Exercise requirements: Would you repeat each line below precisely as it stands?

Collected data:
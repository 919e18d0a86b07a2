//! Byte-level pre-training driver over the adapter pipeline.
//!
//! Stands in for the surrounding training framework: owns the CLI, logging
//! init, and the epoch loop; everything between "model built" and "loss
//! computed" goes through the adapter.

use std::path::PathBuf;

use anyhow::{ensure, Result};
use candle_core::{DType, Device};
use clap::Parser;

use drivetrain_common::{batch_to_tensors, TextDataset, TrainConfig};
use drivetrain_core::GptModel;
use drivetrain_harness::{backward, setup};

#[derive(Parser, Debug)]
#[command(name = "pretrain", about = "Train a byte-level GPT through the drivetrain harness")]
struct Args {
    /// Run configuration (JSON). Created with defaults if absent.
    #[arg(long, default_value = "config.json")]
    config: PathBuf,
    /// Training text; every byte is one token.
    #[arg(long)]
    data: PathBuf,
    #[arg(long, default_value = "8")]
    batch_size: usize,
    #[arg(long, default_value = "1000")]
    max_steps: usize,
    #[arg(long, default_value = "50")]
    log_every: usize,
}

fn main() -> Result<()> {
    tracing_subscriber::fmt()
        .with_env_filter(tracing_subscriber::EnvFilter::from_default_env())
        .init();

    let args = Args::parse();

    let config = if args.config.exists() {
        TrainConfig::load(&args.config)?
    } else {
        let default = TrainConfig::default();
        default.save(&args.config)?;
        eprintln!("Created default config at {}", args.config.display());
        default
    };
    config.validate()?;

    let device = Device::cuda_if_available(0)?;

    let dataset = TextDataset::from_file(&args.data, config.max_seq_len)?;
    ensure!(
        dataset.num_sequences() >= args.batch_size,
        "dataset too small for batch_size {}",
        args.batch_size
    );
    tracing::info!(sequences = dataset.num_sequences(), "dataset loaded");

    let model = GptModel::new(&config, DType::F32, &device)?;
    tracing::info!(params = model.num_params(), "model built");

    // Single-process run: no launcher initialized a process group.
    let (model, mut optimizer) = setup(&config, model, None)?;

    let mut step = 0usize;
    'training: loop {
        for (inputs, labels) in dataset.batches(args.batch_size) {
            if step >= args.max_steps {
                break 'training;
            }
            step += 1;

            let (input_ids, labels) = batch_to_tensors(
                &inputs,
                &labels,
                args.batch_size,
                config.max_seq_len,
                &device,
            )?;
            let logits = model.forward(&input_ids)?;
            let (b, t, v) = logits.dims3()?;
            let loss = candle_nn::loss::cross_entropy(
                &logits.reshape((b * t, v))?,
                &labels.reshape((b * t,))?,
            )?;

            backward(&config, step, &loss, &model, &mut optimizer)?;

            if step % args.log_every == 0 {
                tracing::info!(
                    step,
                    loss = loss.to_scalar::<f32>()?,
                    updates = optimizer.updates(),
                    "train"
                );
            }
        }
    }

    tracing::info!(steps = step, updates = optimizer.updates(), "training finished");
    Ok(())
}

Response below:
repository 919e18d0a86b07a2
//! Byte-level pre-training driver over the adapter pipeline.
//!
//! Stands in for the surrounding training framework: owns the CLI, logging
//! init, and the epoch loop; everything between "model built" and "loss
//! computed" goes through the adapter.

use std::path::PathBuf;

use anyhow::{ensure, Result};
use candle_core::{DType, Device};
use clap::Parser;

use drivetrain_common::{batch_to_tensors, TextDataset, TrainConfig};
use drivetrain_core::GptModel;
use drivetrain_harness::{backward, setup};

#[derive(Parser, Debug)]
#[command(name = "pretrain", about = "Train a byte-level GPT through the drivetrain harness")]
struct Args {
    /// Run configuration (JSON). Created with defaults if absent.
    #[arg(long, default_value = "config.json")]
    config: PathBuf,
    /// Training text; every byte is one token.
    #[arg(long)]
    data: PathBuf,
    #[arg(long, default_value = "8")]
    batch_size: usize,
    #[arg(long, default_value = "1000")]
    max_steps: usize,
    #[arg(long, default_value = "50")]
    log_every: usize,
}

fn main() -> Result<()> {
    tracing_subscriber::fmt()
        .with_env_filter(tracing_subscriber::EnvFilter::from_default_env())
        .init();

    let args = Args::parse();

    let config = if args.config.exists() {
        TrainConfig::load(&args.config)?
    } else {
        let default = TrainConfig::default();
        default.save(&args.config)?;
        eprintln!("Created default config at {}", args.config.display());
        default
    };
    config.validate()?;

    let device = Device::cuda_if_available(0)?;

    let dataset = TextDataset::from_file(&args.data, config.max_seq_len)?;
    ensure!(
        dataset.num_sequences() >= args.batch_size,
        "dataset too small for batch_size {}",
        args.batch_size
    );
    tracing::info!(sequences = dataset.num_sequences(), "dataset loaded");

    let model = GptModel::new(&config, DType::F32, &device)?;
    tracing::info!(params = model.num_params(), "model built");

    // Single-process run: no launcher initialized a process group.
    let (model, mut optimizer) = setup(&config, model, None)?;

    let mut step = 0usize;
    'training: loop {
        for (inputs, labels) in dataset.batches(args.batch_size) {
            if step >= args.max_steps {
                break 'training;
            }
            step += 1;

            let (input_ids, labels) = batch_to_tensors(
                &inputs,
                &labels,
                args.batch_size,
                config.max_seq_len,
                &device,
            )?;
            let logits = model.forward(&input_ids)?;
            let (b, t, v) = logits.dims3()?;
            let loss = candle_nn::loss::cross_entropy(
                &logits.reshape((b * t, v))?,
                &labels.reshape((b * t,))?,
            )?;

            backward(&config, step, &loss, &model, &mut optimizer)?;

            if step % args.log_every == 0 {
                tracing::info!(
                    step,
                    loss = loss.to_scalar::<f32>()?,
                    updates = optimizer.updates(),
                    "train"
                );
            }
        }
    }

    tracing::info!(steps = step, updates = optimizer.updates(), "training finished");
    Ok(())
}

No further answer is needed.